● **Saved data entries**
#####
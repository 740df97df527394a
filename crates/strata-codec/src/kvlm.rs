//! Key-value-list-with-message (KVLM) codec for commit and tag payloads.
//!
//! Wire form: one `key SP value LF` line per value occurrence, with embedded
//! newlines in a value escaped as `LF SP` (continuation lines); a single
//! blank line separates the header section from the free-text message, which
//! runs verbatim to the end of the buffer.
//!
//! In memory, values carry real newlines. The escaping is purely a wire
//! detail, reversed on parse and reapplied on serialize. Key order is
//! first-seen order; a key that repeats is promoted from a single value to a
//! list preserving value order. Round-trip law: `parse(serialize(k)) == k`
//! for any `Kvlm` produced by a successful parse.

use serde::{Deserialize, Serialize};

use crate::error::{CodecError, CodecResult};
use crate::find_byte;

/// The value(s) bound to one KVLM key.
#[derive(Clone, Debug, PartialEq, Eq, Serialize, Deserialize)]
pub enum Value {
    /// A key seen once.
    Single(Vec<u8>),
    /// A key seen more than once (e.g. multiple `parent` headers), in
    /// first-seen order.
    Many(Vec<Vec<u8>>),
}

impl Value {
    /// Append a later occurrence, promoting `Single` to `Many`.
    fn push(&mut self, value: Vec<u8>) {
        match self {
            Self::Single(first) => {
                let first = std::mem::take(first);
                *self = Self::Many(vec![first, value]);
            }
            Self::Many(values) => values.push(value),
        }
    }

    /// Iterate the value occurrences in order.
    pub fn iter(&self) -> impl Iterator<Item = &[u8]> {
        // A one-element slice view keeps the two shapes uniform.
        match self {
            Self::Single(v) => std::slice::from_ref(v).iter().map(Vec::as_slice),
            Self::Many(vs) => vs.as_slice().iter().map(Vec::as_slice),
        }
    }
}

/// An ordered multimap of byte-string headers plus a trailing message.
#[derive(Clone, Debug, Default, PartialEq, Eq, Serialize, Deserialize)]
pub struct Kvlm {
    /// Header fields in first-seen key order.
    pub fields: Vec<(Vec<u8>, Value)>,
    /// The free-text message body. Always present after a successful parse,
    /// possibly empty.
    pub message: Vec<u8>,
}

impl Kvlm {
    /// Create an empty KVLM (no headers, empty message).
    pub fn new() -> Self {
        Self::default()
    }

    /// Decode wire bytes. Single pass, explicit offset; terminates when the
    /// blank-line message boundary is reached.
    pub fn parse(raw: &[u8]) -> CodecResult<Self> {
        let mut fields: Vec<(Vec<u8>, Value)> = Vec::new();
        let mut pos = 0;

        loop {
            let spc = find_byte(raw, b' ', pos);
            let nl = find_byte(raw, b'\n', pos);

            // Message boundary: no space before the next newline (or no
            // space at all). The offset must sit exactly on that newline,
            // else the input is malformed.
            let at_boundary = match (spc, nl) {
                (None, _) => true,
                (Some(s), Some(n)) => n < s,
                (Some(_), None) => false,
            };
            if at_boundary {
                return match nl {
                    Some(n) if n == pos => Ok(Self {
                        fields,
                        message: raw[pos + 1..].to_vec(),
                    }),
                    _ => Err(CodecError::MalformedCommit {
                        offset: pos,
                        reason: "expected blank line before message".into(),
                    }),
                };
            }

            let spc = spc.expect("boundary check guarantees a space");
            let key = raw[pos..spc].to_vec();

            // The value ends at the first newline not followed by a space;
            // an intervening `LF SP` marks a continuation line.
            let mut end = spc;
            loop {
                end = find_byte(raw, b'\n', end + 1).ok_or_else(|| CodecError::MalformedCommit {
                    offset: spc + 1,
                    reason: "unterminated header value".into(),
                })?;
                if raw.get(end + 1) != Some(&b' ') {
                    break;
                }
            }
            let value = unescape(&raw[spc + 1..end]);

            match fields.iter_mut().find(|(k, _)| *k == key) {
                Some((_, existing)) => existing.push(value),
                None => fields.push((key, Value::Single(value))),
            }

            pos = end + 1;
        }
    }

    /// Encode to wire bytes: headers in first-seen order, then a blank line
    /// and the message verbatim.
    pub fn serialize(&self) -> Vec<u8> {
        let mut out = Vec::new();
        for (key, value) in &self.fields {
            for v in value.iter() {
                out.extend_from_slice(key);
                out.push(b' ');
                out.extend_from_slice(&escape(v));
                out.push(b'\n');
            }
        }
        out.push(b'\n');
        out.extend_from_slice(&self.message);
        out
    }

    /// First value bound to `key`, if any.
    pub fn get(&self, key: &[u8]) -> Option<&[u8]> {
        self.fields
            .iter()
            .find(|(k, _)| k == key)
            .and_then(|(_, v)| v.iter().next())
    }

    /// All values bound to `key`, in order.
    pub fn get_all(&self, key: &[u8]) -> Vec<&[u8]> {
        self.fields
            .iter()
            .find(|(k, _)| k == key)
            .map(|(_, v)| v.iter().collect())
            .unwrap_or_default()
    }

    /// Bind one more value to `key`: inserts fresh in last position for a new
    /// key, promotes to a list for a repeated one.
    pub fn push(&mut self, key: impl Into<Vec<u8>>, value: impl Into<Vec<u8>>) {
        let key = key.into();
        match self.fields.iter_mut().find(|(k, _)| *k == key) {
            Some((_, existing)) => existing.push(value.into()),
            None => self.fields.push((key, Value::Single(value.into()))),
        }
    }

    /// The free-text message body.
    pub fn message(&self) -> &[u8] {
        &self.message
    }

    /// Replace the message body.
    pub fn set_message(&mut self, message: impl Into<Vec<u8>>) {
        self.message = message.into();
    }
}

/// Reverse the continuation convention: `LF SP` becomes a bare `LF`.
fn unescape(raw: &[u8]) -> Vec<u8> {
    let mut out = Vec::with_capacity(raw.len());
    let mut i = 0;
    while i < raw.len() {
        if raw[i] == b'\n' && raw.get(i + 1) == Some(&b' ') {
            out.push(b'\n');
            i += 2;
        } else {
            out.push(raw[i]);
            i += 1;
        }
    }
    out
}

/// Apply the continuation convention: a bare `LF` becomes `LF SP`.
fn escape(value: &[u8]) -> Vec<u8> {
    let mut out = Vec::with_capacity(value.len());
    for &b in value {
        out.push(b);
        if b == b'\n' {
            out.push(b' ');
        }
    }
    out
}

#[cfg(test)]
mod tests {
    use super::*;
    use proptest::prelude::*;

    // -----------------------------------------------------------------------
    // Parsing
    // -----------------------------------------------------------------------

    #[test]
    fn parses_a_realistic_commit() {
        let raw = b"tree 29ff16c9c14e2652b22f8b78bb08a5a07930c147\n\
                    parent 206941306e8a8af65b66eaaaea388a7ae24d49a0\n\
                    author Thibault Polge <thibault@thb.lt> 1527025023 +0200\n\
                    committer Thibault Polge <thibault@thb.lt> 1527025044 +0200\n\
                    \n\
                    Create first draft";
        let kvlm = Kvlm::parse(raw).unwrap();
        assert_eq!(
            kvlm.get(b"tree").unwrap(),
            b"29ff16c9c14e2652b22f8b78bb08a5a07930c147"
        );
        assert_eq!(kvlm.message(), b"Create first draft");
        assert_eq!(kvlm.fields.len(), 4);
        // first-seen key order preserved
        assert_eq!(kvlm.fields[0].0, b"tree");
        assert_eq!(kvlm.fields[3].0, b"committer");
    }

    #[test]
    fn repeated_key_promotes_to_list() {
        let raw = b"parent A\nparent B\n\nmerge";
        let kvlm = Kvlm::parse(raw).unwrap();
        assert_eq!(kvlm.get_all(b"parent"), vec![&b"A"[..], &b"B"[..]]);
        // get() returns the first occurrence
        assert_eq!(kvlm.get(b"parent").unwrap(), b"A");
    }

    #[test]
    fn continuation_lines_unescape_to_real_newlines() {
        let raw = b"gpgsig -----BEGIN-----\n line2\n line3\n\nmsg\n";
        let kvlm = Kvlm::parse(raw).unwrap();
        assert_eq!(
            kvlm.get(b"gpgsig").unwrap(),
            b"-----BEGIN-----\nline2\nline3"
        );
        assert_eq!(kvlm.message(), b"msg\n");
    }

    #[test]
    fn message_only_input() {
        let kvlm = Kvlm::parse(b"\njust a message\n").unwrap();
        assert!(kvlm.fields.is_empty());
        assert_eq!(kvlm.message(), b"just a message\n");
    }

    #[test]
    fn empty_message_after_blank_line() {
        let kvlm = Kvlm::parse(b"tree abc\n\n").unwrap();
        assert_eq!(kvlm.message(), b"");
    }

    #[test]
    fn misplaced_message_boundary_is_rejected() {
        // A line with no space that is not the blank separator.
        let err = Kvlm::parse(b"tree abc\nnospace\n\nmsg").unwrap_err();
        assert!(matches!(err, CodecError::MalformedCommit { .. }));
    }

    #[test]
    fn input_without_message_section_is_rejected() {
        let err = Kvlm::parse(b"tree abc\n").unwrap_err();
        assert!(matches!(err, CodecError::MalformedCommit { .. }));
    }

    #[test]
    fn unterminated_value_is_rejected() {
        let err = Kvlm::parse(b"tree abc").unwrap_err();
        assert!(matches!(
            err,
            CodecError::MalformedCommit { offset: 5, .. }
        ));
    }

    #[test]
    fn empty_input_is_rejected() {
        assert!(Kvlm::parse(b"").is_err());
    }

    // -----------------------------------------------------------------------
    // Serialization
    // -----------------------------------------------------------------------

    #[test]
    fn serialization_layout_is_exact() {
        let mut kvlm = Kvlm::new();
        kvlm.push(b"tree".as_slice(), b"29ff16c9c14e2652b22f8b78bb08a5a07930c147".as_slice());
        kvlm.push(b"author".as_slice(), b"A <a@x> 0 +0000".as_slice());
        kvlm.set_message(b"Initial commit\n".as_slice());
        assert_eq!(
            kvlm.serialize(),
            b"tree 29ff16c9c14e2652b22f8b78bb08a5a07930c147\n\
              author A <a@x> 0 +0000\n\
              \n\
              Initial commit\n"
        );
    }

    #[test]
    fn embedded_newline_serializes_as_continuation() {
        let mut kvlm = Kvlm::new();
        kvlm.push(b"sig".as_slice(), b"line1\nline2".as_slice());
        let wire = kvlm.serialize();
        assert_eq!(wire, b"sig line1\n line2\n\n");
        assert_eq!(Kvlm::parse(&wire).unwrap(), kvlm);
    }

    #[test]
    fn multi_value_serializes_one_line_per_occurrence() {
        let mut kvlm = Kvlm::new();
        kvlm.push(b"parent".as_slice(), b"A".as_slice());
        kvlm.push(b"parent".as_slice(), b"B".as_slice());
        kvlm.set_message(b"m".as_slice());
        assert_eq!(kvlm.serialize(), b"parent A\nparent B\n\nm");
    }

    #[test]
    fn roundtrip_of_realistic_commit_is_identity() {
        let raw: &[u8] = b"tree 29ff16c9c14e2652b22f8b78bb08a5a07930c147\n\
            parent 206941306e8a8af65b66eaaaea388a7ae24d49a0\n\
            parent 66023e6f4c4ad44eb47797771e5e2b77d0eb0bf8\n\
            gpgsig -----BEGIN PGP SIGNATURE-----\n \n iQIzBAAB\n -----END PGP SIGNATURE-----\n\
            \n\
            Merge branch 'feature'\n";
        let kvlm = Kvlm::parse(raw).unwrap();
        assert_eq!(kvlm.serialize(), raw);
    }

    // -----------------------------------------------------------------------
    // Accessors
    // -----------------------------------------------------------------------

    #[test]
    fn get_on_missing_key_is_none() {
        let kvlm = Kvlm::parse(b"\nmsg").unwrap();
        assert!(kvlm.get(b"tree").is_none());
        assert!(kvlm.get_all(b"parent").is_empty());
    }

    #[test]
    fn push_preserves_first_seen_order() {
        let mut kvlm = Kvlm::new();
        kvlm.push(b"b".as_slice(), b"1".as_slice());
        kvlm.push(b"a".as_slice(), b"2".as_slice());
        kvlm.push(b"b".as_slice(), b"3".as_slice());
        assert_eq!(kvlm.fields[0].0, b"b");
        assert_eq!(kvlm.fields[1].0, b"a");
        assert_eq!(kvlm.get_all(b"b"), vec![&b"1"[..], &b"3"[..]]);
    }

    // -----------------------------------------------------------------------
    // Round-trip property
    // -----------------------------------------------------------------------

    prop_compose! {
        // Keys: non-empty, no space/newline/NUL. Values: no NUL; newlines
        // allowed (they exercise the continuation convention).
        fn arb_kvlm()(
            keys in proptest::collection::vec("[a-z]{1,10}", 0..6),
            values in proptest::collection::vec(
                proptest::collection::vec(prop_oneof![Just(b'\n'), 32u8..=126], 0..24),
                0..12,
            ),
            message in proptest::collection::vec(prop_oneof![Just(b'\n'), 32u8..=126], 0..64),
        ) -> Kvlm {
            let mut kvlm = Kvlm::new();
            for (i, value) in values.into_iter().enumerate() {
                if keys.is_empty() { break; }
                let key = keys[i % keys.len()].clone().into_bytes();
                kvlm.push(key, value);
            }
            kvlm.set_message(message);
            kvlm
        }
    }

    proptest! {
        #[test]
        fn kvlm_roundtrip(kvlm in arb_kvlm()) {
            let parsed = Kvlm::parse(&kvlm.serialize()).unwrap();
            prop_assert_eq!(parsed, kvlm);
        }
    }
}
#####
● **EXERCISE REQUIREMENTS**
Count of lines with "becomes": please work it out for the entries above and give the number by itself.

● **EXERCISE RESULT**
2